Qu’on le veuille ou non, le Hezbollah est une composante du nouveau paysage politique du Moyen-Orient.
Avec les diverses crises qui balaient le Moyen-Orient, la « communauté internationale » ne s’intéresse plus beaucoup au Liban. Seul le Hezbollah continue d’attirer l’attention internationale, en raison de son rôle croissant dans la région.
D’autres scènes plus dangereuses ont supplanté le Liban sur l’agenda international. Les laboratoires d’idées et les centres stratégiques ont perdu tout intérêt pour les problèmes du pays depuis que sa situation sécuritaire est dans l’impasse.
La présidence libanaise, consensus parlementaire, ou le mécanisme de travail du Conseil des Ministres ne sont plus des préoccupations internationales. On n’évoque le Liban qu’en lien avec des événements proches : les menaces sécuritaires liées à la crise des réfugiés syriens ou les mouvements militaires à la frontière.

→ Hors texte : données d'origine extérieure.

//! Refresh metrics tracking using OpenTelemetry.

use opentelemetry::metrics::{Counter, Gauge, Histogram, Meter};
use std::time::Duration;

/// Metrics collector for refresh cycles.
///
/// # Examples
///
/// ```rust,no_run
/// use hotswap_props::metrics::RefreshMetrics;
/// use opentelemetry::global;
/// use std::time::Duration;
///
/// let metrics = RefreshMetrics::new(global::meter("hotswap-props"));
/// metrics.record_cycle(Duration::from_millis(12), 0, 3);
/// ```
#[derive(Clone)]
pub struct RefreshMetrics {
    cycles: Counter<u64>,
    cycle_duration: Histogram<f64>,
    reload_failures: Counter<u64>,
    prop_updates: Counter<u64>,
    update_failures: Counter<u64>,
    bound_props: Gauge<i64>,
}

impl RefreshMetrics {
    /// Create a new metrics collector with the provided meter.
    pub fn new(meter: Meter) -> Self {
        let cycles = meter
            .u64_counter("hotswap_props.refresh.cycles")
            .with_description("Number of completed refresh cycles")
            .build();

        let cycle_duration = meter
            .f64_histogram("hotswap_props.refresh.duration")
            .with_description("Duration of refresh cycles in seconds")
            .with_unit("s")
            .build();

        let reload_failures = meter
            .u64_counter("hotswap_props.source.reload_failures")
            .with_description("Number of source reloads that failed")
            .build();

        let prop_updates = meter
            .u64_counter("hotswap_props.prop.updates")
            .with_description("Number of prop values replaced by a refresh")
            .build();

        let update_failures = meter
            .u64_counter("hotswap_props.prop.update_failures")
            .with_description("Number of refreshed values rejected by decoding or validation")
            .build();

        let bound_props = meter
            .i64_gauge("hotswap_props.prop.bound")
            .with_description("Number of props bound to the registry")
            .build();

        Self {
            cycles,
            cycle_duration,
            reload_failures,
            prop_updates,
            update_failures,
            bound_props,
        }
    }

    /// Record a finished refresh cycle.
    ///
    /// # Arguments
    ///
    /// * `elapsed` - How long the cycle took
    /// * `failures` - Sources whose reload failed during the cycle
    /// * `updated` - Props whose value changed
    pub fn record_cycle(&self, elapsed: Duration, failures: usize, updated: usize) {
        self.cycles.add(1, &[]);
        self.cycle_duration.record(elapsed.as_secs_f64(), &[]);
        self.reload_failures.add(failures as u64, &[]);
        self.prop_updates.add(updated as u64, &[]);
    }

    /// Record a refreshed value that was rejected.
    pub fn record_update_failure(&self) {
        self.update_failures.add(1, &[]);
    }

    /// Update the number of bound props.
    pub fn record_bound(&self, count: usize) {
        self.bound_props.record(count as i64, &[]);
    }
}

Alors que les acteurs occidentaux ont commencé à se lasser de tergiversations des responsables libanais, leur intérêt pour le Hezbollah a grandi avec l’influence régionale du parti.

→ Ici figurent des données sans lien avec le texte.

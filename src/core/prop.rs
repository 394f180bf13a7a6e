//! Typed property handles.

use crate::converters::Converter;
use crate::core::resolver::Resolved;
use crate::core::validation::Validator;
use crate::error::{ConfigError, Result, ValidationError};
use arc_swap::ArcSwapOption;
use std::any::Any;
use std::fmt;
use std::sync::Arc;

const REDACTED: &str = "<redacted>";

/// Optional attributes of a property.
pub struct PropOptions<T> {
    /// Value returned while no source supplies one
    pub default_value: Option<T>,
    /// Human-readable description
    pub description: Option<String>,
    /// Fail reads when neither a value nor a default is available
    pub required: bool,
    /// Redact the value when rendering the property
    pub secret: bool,
    /// Write-time hook, run before a new value replaces the current one
    pub validate_on_set: Option<Validator<T>>,
    /// Read-time hook, run after the required check on every read
    pub validate_on_get: Option<Validator<T>>,
}

impl<T> Default for PropOptions<T> {
    fn default() -> Self {
        Self {
            default_value: None,
            description: None,
            required: false,
            secret: false,
            validate_on_set: None,
            validate_on_get: None,
        }
    }
}

/// A typed, live configuration property.
///
/// `Prop` is a cheap handle: clones share the same underlying value. Once
/// bound into a [`PropRegistry`](crate::core::PropRegistry), the registry is
/// the only writer; readers always observe a complete value.
///
/// # Examples
///
/// ```rust
/// use hotswap_props::converters::ParseConverter;
/// use hotswap_props::core::{Prop, PropOptions};
///
/// let prop = Prop::new(
///     "pool.size",
///     ParseConverter::<u32>::new(),
///     PropOptions {
///         default_value: Some(8),
///         ..PropOptions::default()
///     },
/// )
/// .unwrap();
///
/// assert_eq!(prop.get().unwrap().as_deref(), Some(&8));
/// ```
pub struct Prop<T> {
    pub(crate) inner: Arc<PropInner<T>>,
}

pub(crate) struct PropInner<T> {
    key: String,
    default_value: Option<Arc<T>>,
    description: Option<String>,
    required: bool,
    secret: bool,
    current: ArcSwapOption<T>,
    converter: Arc<dyn Converter<T>>,
    validate_on_set: Option<Validator<T>>,
    validate_on_get: Option<Validator<T>>,
}

impl<T> Prop<T>
where
    T: Send + Sync + 'static,
{
    /// Create an unbound property.
    ///
    /// # Errors
    ///
    /// Returns `InvalidKey` if `key` is empty.
    pub fn new<C>(key: impl Into<String>, converter: C, options: PropOptions<T>) -> Result<Self>
    where
        C: Converter<T> + 'static,
    {
        Self::with_shared_converter(key, Arc::new(converter), options)
    }

    pub(crate) fn with_shared_converter(
        key: impl Into<String>,
        converter: Arc<dyn Converter<T>>,
        options: PropOptions<T>,
    ) -> Result<Self> {
        let key = key.into();
        if key.trim().is_empty() {
            return Err(ConfigError::InvalidKey(key));
        }

        Ok(Self {
            inner: Arc::new(PropInner {
                key,
                default_value: options.default_value.map(Arc::new),
                description: options.description,
                required: options.required,
                secret: options.secret,
                current: ArcSwapOption::empty(),
                converter,
                validate_on_set: options.validate_on_set,
                validate_on_get: options.validate_on_get,
            }),
        })
    }

    /// Get the current value, falling back to the default.
    ///
    /// This is lock-free; concurrent updates are never observed half-written.
    ///
    /// # Errors
    ///
    /// Returns a validation error if the property is required and has neither
    /// a value nor a default, or if the read-time hook rejects the value.
    pub fn get(&self) -> Result<Option<Arc<T>>> {
        let value = self.inner.effective();
        self.inner.validate_before_get(value.as_deref())?;
        Ok(value)
    }

    /// Replace the current value after running the write-time hook.
    pub(crate) fn set(&self, value: T) -> Result<()> {
        self.inner.set(value)
    }

    /// The property's key.
    pub fn key(&self) -> &str {
        &self.inner.key
    }

    /// The property's description, if any.
    pub fn description(&self) -> Option<&str> {
        self.inner.description.as_deref()
    }

    /// Whether reads fail when no value is available.
    pub fn is_required(&self) -> bool {
        self.inner.required
    }

    /// Whether the value is redacted when rendered.
    pub fn is_secret(&self) -> bool {
        self.inner.secret
    }

    /// The default value, if any.
    pub fn default_value(&self) -> Option<Arc<T>> {
        self.inner.default_value.clone()
    }

    /// Decode a raw value with this property's converter.
    ///
    /// # Errors
    ///
    /// Returns a `ConvertError` when the converter rejects the raw value.
    pub fn decode(&self, raw: &str) -> std::result::Result<T, crate::error::ConvertError> {
        self.inner.converter.decode(raw)
    }

    /// Encode a value with this property's converter.
    pub fn encode(&self, value: &T) -> String {
        self.inner.converter.encode(value)
    }

    /// The effective value rendered by the converter; `None` for secrets.
    pub fn encoded(&self) -> Option<String> {
        self.inner.encoded()
    }

    /// Decode a resolved raw value and run the write-time hook, without
    /// storing it.
    pub(crate) fn accept(&self, resolved: &Resolved) -> Result<T> {
        let value = self.inner.decode_resolved(resolved)?;
        self.inner.validate_before_set(&value)?;
        Ok(value)
    }

    /// Whether both handles share the same underlying property.
    pub fn ptr_eq(&self, other: &Self) -> bool {
        Arc::ptr_eq(&self.inner, &other.inner)
    }
}

impl<T> PropInner<T> {
    fn effective(&self) -> Option<Arc<T>> {
        self.current
            .load_full()
            .or_else(|| self.default_value.clone())
    }

    fn validate_before_get(&self, value: Option<&T>) -> std::result::Result<(), ValidationError> {
        match value {
            None if self.required => Err(ValidationError::Required {
                key: self.key.clone(),
            }),
            Some(value) => match &self.validate_on_get {
                Some(hook) => hook(value),
                None => Ok(()),
            },
            None => Ok(()),
        }
    }

    fn validate_before_set(&self, value: &T) -> std::result::Result<(), ValidationError> {
        match &self.validate_on_set {
            Some(hook) => hook(value),
            None => Ok(()),
        }
    }

    fn set(&self, value: T) -> Result<()> {
        self.validate_before_set(&value)?;
        self.current.store(Some(Arc::new(value)));
        Ok(())
    }

    fn decode_resolved(&self, resolved: &Resolved) -> Result<T> {
        self.converter
            .decode(&resolved.raw)
            .map_err(|e| ConfigError::DecodeError {
                key: self.key.clone(),
                source_id: resolved.source_id.clone(),
                reason: e.to_string(),
            })
    }

    fn encoded(&self) -> Option<String> {
        if self.secret {
            return None;
        }
        self.effective().map(|value| self.converter.encode(&value))
    }
}

/// Type-erased view of a bound property, as returned by
/// [`PropRegistry::retrieve`](crate::core::PropRegistry::retrieve).
pub trait BoundProp: fmt::Display + Send + Sync {
    /// The property's key.
    fn key(&self) -> &str;

    /// The property's description, if any.
    fn description(&self) -> Option<&str>;

    /// Whether reads fail when no value is available.
    fn is_required(&self) -> bool;

    /// Whether the value is redacted when rendered.
    fn is_secret(&self) -> bool;

    /// The effective value rendered by the converter; `None` for secrets.
    fn encoded(&self) -> Option<String>;
}

/// Registry-side operations on a bound property.
pub(crate) trait Bindable: BoundProp {
    /// Store a freshly resolved value; returns whether the value changed.
    fn apply(&self, resolved: Option<Resolved>) -> Result<bool>;

    fn into_any(self: Arc<Self>) -> Arc<dyn Any + Send + Sync>;
}

impl<T> BoundProp for PropInner<T>
where
    T: Send + Sync + 'static,
{
    fn key(&self) -> &str {
        &self.key
    }

    fn description(&self) -> Option<&str> {
        self.description.as_deref()
    }

    fn is_required(&self) -> bool {
        self.required
    }

    fn is_secret(&self) -> bool {
        self.secret
    }

    fn encoded(&self) -> Option<String> {
        PropInner::encoded(self)
    }
}

impl<T> Bindable for PropInner<T>
where
    T: PartialEq + Send + Sync + 'static,
{
    fn apply(&self, resolved: Option<Resolved>) -> Result<bool> {
        // nothing to update if no source holds the key
        let Some(resolved) = resolved else {
            return Ok(false);
        };

        let value = self.decode_resolved(&resolved)?;
        if self.effective().as_deref() == Some(&value) {
            return Ok(false);
        }

        self.set(value)?;
        Ok(true)
    }

    fn into_any(self: Arc<Self>) -> Arc<dyn Any + Send + Sync> {
        self
    }
}

impl<T> fmt::Display for PropInner<T> {
    fn fmt(&self, f: &mut fmt::Formatter<'_>) -> fmt::Result {
        // read once so the rendered value cannot change halfway
        match self.current.load_full() {
            Some(_) if self.secret => write!(f, "Prop{{{}={}}}", self.key, REDACTED),
            Some(value) => write!(f, "Prop{{{}={}}}", self.key, self.converter.encode(&value)),
            None => write!(f, "Prop{{{}=<unset>}}", self.key),
        }
    }
}

impl<T> fmt::Display for Prop<T> {
    fn fmt(&self, f: &mut fmt::Formatter<'_>) -> fmt::Result {
        self.inner.fmt(f)
    }
}

impl<T> fmt::Debug for Prop<T> {
    fn fmt(&self, f: &mut fmt::Formatter<'_>) -> fmt::Result {
        f.debug_struct("Prop")
            .field("key", &self.inner.key)
            .field("required", &self.inner.required)
            .field("secret", &self.inner.secret)
            .field("value", &format_args!("{}", self.inner))
            .finish()
    }
}

impl<T> Clone for Prop<T> {
    fn clone(&self) -> Self {
        Self {
            inner: Arc::clone(&self.inner),
        }
    }
}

Selon une source interne, de nombreuses discussions dans les cercles diplomatiques occidentaux portent sur le rôle et l’implication du Hezbollah dans le conflit en Syrie ; sa capacité potentielle à apporter une contribution efficace en Iraq ; sa relation avec Israël, le Bahreïn et même la Bulgarie. Une grande partie de ce bavardage est consacré au rôle du Hezbollah dans les conflits et les guerres en cours – en particulier en Iraq et en Syrie. Ceci s’est intensifié avec les batailles dans le sud de la Syrie, où le Hezbollah jouera certainement un rôle dans tout règlement futur potentiel.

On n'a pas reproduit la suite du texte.